A Simple Time-To-Event Example
Here is an example of a generic time-to-event endpoint, where the
event date is stored in ADSL.EVENTDT. The estimand strategy
was only events up until (and including the day of) the occurrence of
Intercurrent Event 1 are of interest and otherwise censor at the
Intercurrent Event 1 date. Then finally, if no event or intercurrent
event censor at last known alive date.
# source object for event up until ICE 1 or any event if no ICE 1
ice1_event <- event_source(
dataset_name = "adsl",
filter = !is.na(EVENTDT) & (EVENTDT <= AIE1DT | is.na(AIE1DT)),
date = EVENTDT
)
# censor object for ICE 1 date
ice1_censor <- censor_source(
dataset_name = "adsl",
date = AIE1DT
)
# censor object for last known alive date - where no ICE 1
last_alive_noice1_censor <- censor_source(
dataset_name = "adsl",
filter = is.na(AIE1DT),
date = LSTALVDT
)
# derive time to event parameter for Intercurrent Event 1
adtte <- derive_param_tte(
dataset_adsl = adsl,
start_date = RANDDT,
event_conditions = list(ice1_event),
censor_conditions = list(ice1_censor, last_alive_noice1_censor),
source_datasets = list(adsl = adsl),
set_values_to = exprs(
PARAMCD = "ICE1",
PARAM = "Time to Event - Intercurrent Event 1"
)
)Here is an extract of each of these dates from ADSL:
Now you can compare this against the time-to-event parameter derivation:
A More Complex Example Involving Imputation
Here is an example where we need to calculate body mass index (BMI)
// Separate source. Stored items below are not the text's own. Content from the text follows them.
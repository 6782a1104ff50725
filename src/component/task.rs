//! Named, directory-scoped groups of steps.
use super::step::{ConfigId, Step, StepId};
use super::Component;
use crate::config::ConfigLayer;
use crate::error::Result;
use serde::Serialize;
use std::fmt;

/// Handle to a task in the component registry.
#[derive(Debug, Clone, Copy, PartialEq, Eq, PartialOrd, Ord, Hash, Serialize)]
#[serde(transparent)]
pub struct TaskId(pub(crate) usize);

/// One membership of a step in a task.
#[derive(Debug, Clone, PartialEq, Eq)]
pub struct TaskStep {
    pub step: StepId,
    /// Directory entry inside the task dir pointing at the canonical step dir.
    pub alias: Option<String>,
    pub run_by_default: bool,
}

/// Builds a step during `configure`; runs after every earlier plan entry has
/// been registered so it can look them up by path.
pub type StepFactory = Box<dyn FnOnce(&StepFactoryContext<'_>) -> Result<Step>>;

/// One step a recipe wants the task to own.
pub struct StepPlan {
    pub subdir: String,
    pub symlink: Option<String>,
    pub run_by_default: bool,
    pub build: StepFactory,
}

impl StepPlan {
    pub fn new(
        subdir: impl Into<String>,
        build: impl FnOnce(&StepFactoryContext<'_>) -> Result<Step> + 'static,
    ) -> Self {
        Self {
            subdir: subdir.into(),
            symlink: None,
            run_by_default: true,
            build: Box::new(build),
        }
    }

    pub fn symlink(mut self, alias: impl Into<String>) -> Self {
        self.symlink = Some(alias.into());
        self
    }

    pub fn optional(mut self) -> Self {
        self.run_by_default = false;
        self
    }
}

impl fmt::Debug for StepPlan {
    fn fmt(&self, f: &mut fmt::Formatter<'_>) -> fmt::Result {
        f.debug_struct("StepPlan")
            .field("subdir", &self.subdir)
            .field("symlink", &self.symlink)
            .field("run_by_default", &self.run_by_default)
            .finish_non_exhaustive()
    }
}

/// Read-only view handed to step factories.
pub struct StepFactoryContext<'a> {
    pub(super) component: &'a Component,
    pub(super) task_config: ConfigId,
}

impl StepFactoryContext<'_> {
    /// Id of a step registered earlier (by another task or earlier in the
    /// same plan).
    pub fn step_id(&self, path: &str) -> Result<StepId> {
        self.component.require_step_id(path)
    }

    /// A step registered earlier, for factories that read by path and want
    /// to check what the producer declares.
    pub fn step(&self, path: &str) -> Result<&Step> {
        self.component.step(path)
    }

    pub fn task_config(&self) -> ConfigId {
        self.task_config
    }

    pub fn config(&self) -> &ConfigLayer {
        self.component.config(self.task_config)
    }
}

/// Derives a task's step set from its resolved config.
///
/// `plan` must be a pure function of the config: calling it twice with the
/// same layer yields the same paths in the same order.
pub trait TaskRecipe: Send + Sync {
    fn plan(&self, config: &ConfigLayer) -> Result<Vec<StepPlan>>;
}

pub struct Task {
    name: String,
    subdir: String,
    steps: Vec<TaskStep>,
    config: Option<ConfigId>,
    config_link: Option<String>,
    recipe: Option<Box<dyn TaskRecipe>>,
}

impl fmt::Debug for Task {
    fn fmt(&self, f: &mut fmt::Formatter<'_>) -> fmt::Result {
        f.debug_struct("Task")
            .field("name", &self.name)
            .field("subdir", &self.subdir)
            .field("steps", &self.steps)
            .field("config", &self.config)
            .field("config_link", &self.config_link)
            .field("recipe", &self.recipe.is_some())
            .finish()
    }
}

impl Task {
    pub fn new(name: impl Into<String>, subdir: impl Into<String>) -> Self {
        Self {
            name: name.into(),
            subdir: subdir.into().trim_matches('/').to_string(),
            steps: Vec::new(),
            config: None,
            config_link: None,
            recipe: None,
        }
    }

    pub fn with_recipe(mut self, recipe: impl TaskRecipe + 'static) -> Self {
        self.recipe = Some(Box::new(recipe));
        self
    }

    pub fn name(&self) -> &str {
        &self.name
    }

    pub fn subdir(&self) -> &str {
        &self.subdir
    }

    pub fn steps(&self) -> &[TaskStep] {
        &self.steps
    }

    pub fn default_steps(&self) -> impl Iterator<Item = StepId> + '_ {
        self.steps
            .iter()
            .filter(|member| member.run_by_default)
            .map(|member| member.step)
    }

    pub fn contains(&self, step: StepId) -> bool {
        self.steps.iter().any(|member| member.step == step)
    }

    /// Shared config handle; allocated by `Component::add_task` when unset.
    pub fn config(&self) -> Option<ConfigId> {
        self.config
    }

    pub fn config_link(&self) -> Option<&str> {
        self.config_link.as_deref()
    }

    pub fn has_recipe(&self) -> bool {
        self.recipe.is_some()
    }

    pub(super) fn recipe(&self) -> Option<&dyn TaskRecipe> {
        self.recipe.as_deref()
    }

    /// Add a step that runs by default. Adding the same step again updates
    /// its alias instead of duplicating the membership.
    pub fn add_step(&mut self, step: StepId, symlink: Option<&str>) -> &mut Self {
        self.push_member(step, symlink, true)
    }

    /// Add a step that only runs when requested explicitly.
    pub fn add_optional_step(&mut self, step: StepId, symlink: Option<&str>) -> &mut Self {
        self.push_member(step, symlink, false)
    }

    /// Detach a step; returns whether it was a member.
    pub fn remove_step(&mut self, step: StepId) -> bool {
        let before = self.steps.len();
        self.steps.retain(|member| member.step != step);
        before != self.steps.len()
    }

    pub fn set_shared_config(&mut self, config: ConfigId, link: Option<&str>) -> &mut Self {
        self.config = Some(config);
        self.config_link = link.filter(|name| !name.is_empty()).map(str::to_string);
        self
    }

    pub(super) fn set_config(&mut self, config: ConfigId) {
        self.config = Some(config);
    }

    fn push_member(
        &mut self,
        step: StepId,
        symlink: Option<&str>,
        run_by_default: bool,
    ) -> &mut Self {
        let alias = symlink
            .map(|name| name.trim_matches('/'))
            .filter(|name| !name.is_empty())
            .map(str::to_string);
        if let Some(existing) = self.steps.iter_mut().find(|member| member.step == step) {
            existing.alias = alias;
            existing.run_by_default = run_by_default;
        } else {
            self.steps.push(TaskStep {
                step,
                alias,
                run_by_default,
            });
        }
        self
    }
}

/// Step paths a `configure` call attached and detached.
#[derive(Debug, Clone, Default, PartialEq, Eq, Serialize)]
pub struct ConfigureDiff {
    pub added: Vec<String>,
    pub removed: Vec<String>,
}

impl ConfigureDiff {
    pub fn is_empty(&self) -> bool {
        self.added.is_empty() && self.removed.is_empty()
    }
}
but we need to replace analysis values after or during an intercurrent
event by the 95% percentile of all patients. This time we’ll use the
Intercurrent Event 2 example from above that used
ADICE:
# Derive BMI parameter
advs_bmi <- advs %>%
derive_param_bmi(
by_vars = exprs(STUDYID, USUBJID, AVISIT, ADT),
get_unit_expr = extract_unit(PARAM),
constant_by_vars = exprs(STUDYID, USUBJID)
) %>%
filter(PARAMCD == "BMI")
# Derive 95 percentile, to be used as imputed value
percentiles <- derive_summary_records(
dataset_add = advs_bmi,
by_vars = exprs(AVISIT),
set_values_to = exprs(
PERCENTILE = quantile(AVAL, probs = 0.95, na.rm = TRUE)
)
)
# Derive BMIICE2 parameter with imputation applied and DTYPE showing this
advs_bmiice <- advs_bmi %>%
derive_vars_joined(
dataset_add = adice,
filter_add = ADECOD1 == "Rescue Medication",
by_vars = exprs(STUDYID, USUBJID),
order = exprs(ASTDT),
join_type = "all",
join_vars = exprs(ASTDT),
filter_join = ADT >= ASTDT,
mode = "first",
new_vars = exprs(ATERM)
) %>%
derive_vars_merged(
dataset_add = percentiles,
by_vars = exprs(AVISIT)
) %>%
mutate(
PARAMCD = "BMIICE2",
AVAL = if_else(!is.na(ATERM), PERCENTILE, AVAL),
DTYPE = if_else(!is.na(ATERM), "IMPUTE", NA_character_)
)Now you can see below the values that have been replaced by the 95% percentile due to the intercurrent event occurring:
Further Examples
There are even more complex implementation options for estimands as detailed in the implementation guidelines, but we hope that the examples above help offer a starting point for how estimand analyses could be achieved using admiral.